True, the answer to whether your neighbors are getting a divorce may not be in the Internet, unless you live next door to Roseanne, but the kids will probably get so distracted by all those cyber-goodies that they'll end up in one of the risque chat rooms the ACLU is so keen on protecting, and at the very least you'll have bought yourself some time.
It's the grown-ups who ask the really tough questions, the ones that put you on the spot because you have to answer them right then and there, like "Do you still love me as much as you used to?" or "Are you picking that scab again?" (The answers are "More" and "Who, me?")
Then there are those other questions, the ones you ask yourself endlessly over and over in the wee small hours of the morning, like "How come I didn't see that post when I was backing out of the parking lot?" I've got my share of those, believe me, but the things that keep me up at night tend to be even more ephemeral. Words race round and round in my head like caged gerbils: "tiramisu" or "velociraptor."
After a while they form themselves into sentences and lumber around my brain like slow-moving big rigs on an endless cloverleaf. It's not a dark night of the soul, exactly. More like a cloudy Sunday afternoon of the soul when everybody else is watching the Super Bowl or is out of town for the weekend.

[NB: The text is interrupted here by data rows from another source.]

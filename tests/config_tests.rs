//! Integration tests for configuration management

use markify::config::{Config, ConfigOverrides};
use markify::core::internal::AssignmentDefault;
use std::fs;
use std::path::PathBuf;
use tempfile::TempDir;

#[test]
fn test_config_from_defaults() {
    let config = Config::from_defaults();

    assert!(
        !config.logging.level.is_empty(),
        "Default log level should not be empty"
    );
    assert_eq!(config.grading.assignment_default, "zero");
    assert_eq!(config.grading.program_length, 8);
    assert!(
        config.paths.exports_dir.ends_with("exports"),
        "Default exports_dir should live under the config dir"
    );
}

#[test]
fn test_config_from_toml_basic() {
    let toml_str = r#"
[logging]
level = "info"
file = "/tmp/test.log"
verbose = true

[grading]
assignment_default = "full"
program_length = 6

[paths]
exports_dir = "./exports"
"#;

    let config = Config::from_toml(toml_str).expect("Failed to parse TOML");

    assert_eq!(config.logging.level, "info");
    assert_eq!(config.logging.file, "/tmp/test.log");
    assert!(config.logging.verbose);
    assert_eq!(config.assignment_default(), AssignmentDefault::Full);
    assert_eq!(config.program_length(), 6);
    assert_eq!(config.paths.exports_dir, "./exports");
}

#[test]
fn test_config_from_toml_partial() {
    // Missing sections and fields fall back to serde defaults
    let toml_str = r#"
[logging]
level = "error"
"#;

    let config = Config::from_toml(toml_str).expect("Failed to parse partial TOML");

    assert_eq!(config.logging.level, "error");
    assert_eq!(config.logging.file, "");
    assert!(!config.logging.verbose);
    assert_eq!(config.grading.assignment_default, "");
    assert_eq!(config.grading.program_length, 0);
    assert_eq!(config.assignment_default(), AssignmentDefault::Zero);
    assert_eq!(config.program_length(), 8);
}

#[test]
fn test_config_from_toml_rejects_wrong_types() {
    let toml_str = r#"
[logging]
level = "warn"

[grading]
program_length = "eight"
"#;

    assert!(Config::from_toml(toml_str).is_err());
}

#[test]
fn test_config_variable_expansion() {
    let toml_str = r#"
[logging]
file = "$MARKIFY/test.log"

[paths]
exports_dir = "$MARKIFY/out"
"#;

    let config = Config::from_toml(toml_str).expect("Failed to parse TOML with variables");

    assert!(config.logging.file.contains("markify"));
    assert!(!config.logging.file.contains("$MARKIFY"));
    assert!(config.paths.exports_dir.ends_with("out"));
    assert!(!config.paths.exports_dir.contains("$MARKIFY"));
}

#[test]
fn test_config_get_set() {
    let mut config = Config::from_defaults();

    assert!(config.get("level").is_some());

    config.set("level", "debug").expect("Failed to set level");
    assert_eq!(config.get("level").unwrap(), "debug");

    config.set("verbose", "true").expect("Failed to set verbose");
    assert_eq!(config.get("verbose").unwrap(), "true");
    assert!(config.logging.verbose);
    assert!(config.set("verbose", "maybe").is_err());

    config
        .set("assignment_default", "full")
        .expect("Failed to set assignment_default");
    assert_eq!(config.get("assignment-default").unwrap(), "full");

    config
        .set("exports_dir", "/srv/markify")
        .expect("Failed to set exports_dir");
    assert_eq!(config.get("exports_dir").unwrap(), "/srv/markify");

    assert!(config.get("unknown_key").is_none());
    assert!(config.set("unknown_key", "value").is_err());
}

#[test]
fn test_config_unset() {
    let mut config = Config::from_defaults();
    let defaults = Config::from_defaults();

    config.set("level", "error").expect("Failed to set level");
    config.set("program_length", "10").expect("Failed to set program_length");

    config.unset("level", &defaults).expect("Failed to unset level");
    config
        .unset("program_length", &defaults)
        .expect("Failed to unset program_length");

    assert_eq!(config.logging.level, defaults.logging.level);
    assert_eq!(config.grading.program_length, defaults.grading.program_length);
    assert!(config.unset("nope", &defaults).is_err());
}

#[test]
fn test_config_save_and_load() {
    let temp_dir = TempDir::new().expect("Failed to create temp dir");
    let config_file = temp_dir.path().join("config.toml");

    let mut config = Config::from_defaults();
    config.set("level", "info").expect("Failed to set level");
    config
        .set("assignment_default", "full")
        .expect("Failed to set assignment_default");

    let toml_str = toml::to_string_pretty(&config).expect("Failed to serialize");
    fs::write(&config_file, toml_str).expect("Failed to write config");

    let content = fs::read_to_string(&config_file).expect("Failed to read config");
    let loaded = Config::from_toml(&content).expect("Failed to parse loaded config");

    assert_eq!(loaded.logging.level, "info");
    assert_eq!(loaded.assignment_default(), AssignmentDefault::Full);
    assert_eq!(loaded.paths.exports_dir, config.paths.exports_dir);
}

#[test]
fn test_config_overrides_apply() {
    let mut config = Config::from_defaults();

    let overrides = ConfigOverrides {
        level: Some("error".to_string()),
        file: Some("/custom/path.log".to_string()),
        verbose: Some(true),
        assignment_default: Some("full".to_string()),
        program_length: Some(10),
        exports_dir: Some("./custom_exports".to_string()),
    };

    config.apply_overrides(&overrides);

    assert_eq!(config.logging.level, "error");
    assert_eq!(config.logging.file, "/custom/path.log");
    assert!(config.logging.verbose);
    assert_eq!(config.assignment_default(), AssignmentDefault::Full);
    assert_eq!(config.program_length(), 10);
    assert_eq!(config.paths.exports_dir, "./custom_exports");
}

#[test]
fn test_config_overrides_partial() {
    let mut config = Config::from_defaults();
    let before = config.clone();

    let overrides = ConfigOverrides {
        level: Some("debug".to_string()),
        ..ConfigOverrides::default()
    };
    config.apply_overrides(&overrides);

    assert_eq!(config.logging.level, "debug");
    assert_eq!(config.logging.file, before.logging.file);
    assert_eq!(config.grading.program_length, before.grading.program_length);
    assert_eq!(config.paths.exports_dir, before.paths.exports_dir);
}

#[test]
fn test_config_display_format() {
    let display_str = Config::from_defaults().to_string();

    assert!(display_str.contains("[logging]"));
    assert!(display_str.contains("[grading]"));
    assert!(display_str.contains("[paths]"));
    assert!(display_str.contains("assignment_default = \"zero\""));
    assert!(display_str.contains("program_length = 8"));
    assert!(display_str.contains("exports_dir"));
}

#[test]
fn test_merge_defaults_adds_missing_fields() {
    let toml_str = r#"
[logging]
level = "error"
file = ""
verbose = false
"#;

    let mut config = Config::from_toml(toml_str).expect("Failed to parse minimal config");
    let defaults = Config::from_defaults();

    assert!(
        config.merge_defaults(&defaults),
        "merge_defaults should return true when fields are added"
    );
    assert_eq!(config.grading.assignment_default, "zero");
    assert_eq!(config.grading.program_length, 8);
    assert_eq!(config.paths.exports_dir, defaults.paths.exports_dir);

    assert!(!config.merge_defaults(&defaults), "second merge is a no-op");
}

#[test]
fn test_merge_defaults_preserves_existing() {
    let toml_str = r#"
[logging]
level = "error"
file = "/my/custom/path.log"

[grading]
assignment_default = "full"
program_length = 10

[paths]
exports_dir = "/my/exports"
"#;

    let mut config = Config::from_toml(toml_str).expect("Failed to parse config");
    config.merge_defaults(&Config::from_defaults());

    assert_eq!(config.logging.level, "error");
    assert_eq!(config.logging.file, "/my/custom/path.log");
    assert_eq!(config.grading.assignment_default, "full");
    assert_eq!(config.grading.program_length, 10);
    assert_eq!(config.paths.exports_dir, "/my/exports");
}

#[test]
fn test_get_markify_dir() {
    let dir = Config::get_markify_dir();

    assert!(dir.to_string_lossy().contains("markify"));
    assert_ne!(dir, PathBuf::from("."));
}

#[test]
fn test_get_config_file_path() {
    let path = Config::get_config_file_path();

    let path_str = path.to_string_lossy();
    assert!(path_str.ends_with("config.toml") || path_str.ends_with("dconfig.toml"));
}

Maybe some of these questions have occurred to you, maybe not. But I'm going to share them with you anyway. Think about them. Tonight. After all, if I can't sleep, why should you?
Do you think anybody ever tried eating the other parts of the frog?
Why are flesh-colored Band-Aids always the color of somebody else's flesh?
How does night cream know it's night?
Why do you never see any falling rocks in a falling-rock zone?
If every cloud has a silver lining, does that mean that every silver lining has a cloud?
Why do people in small towns have big hair?
Are nuns allowed to use tampons?
If we all became what we wanted to be when we grew up, would we be living in a world full of nothing but cowboys, firemen and ballerinas?
If the stuff they make Snapple out of is so great, why do they have to make it into Snapple?
If all we found were their bones, how do we know what color the dinosaurs were?
Is God religious?
If learning is supposed to be fun, why are "learning experiences" always so painful?
How come wolves mate for life when most humans can't?
What about Dutch elm disease? Is it the disease that's Dutch, or the elms?
If dog food is for food for dogs, and cat food is food for cats, what is cheese food?
What do swans have to do with toilet paper?
If violence on TV makes people more violent, why doesn't comedy on TV make them funnier?
If the Chinese had invented peas and carrots, would they have called them "thousand flavor vegetable"?
If it takes 100 million sperm to find one egg, why are women surprised when men refuse to ask for directions?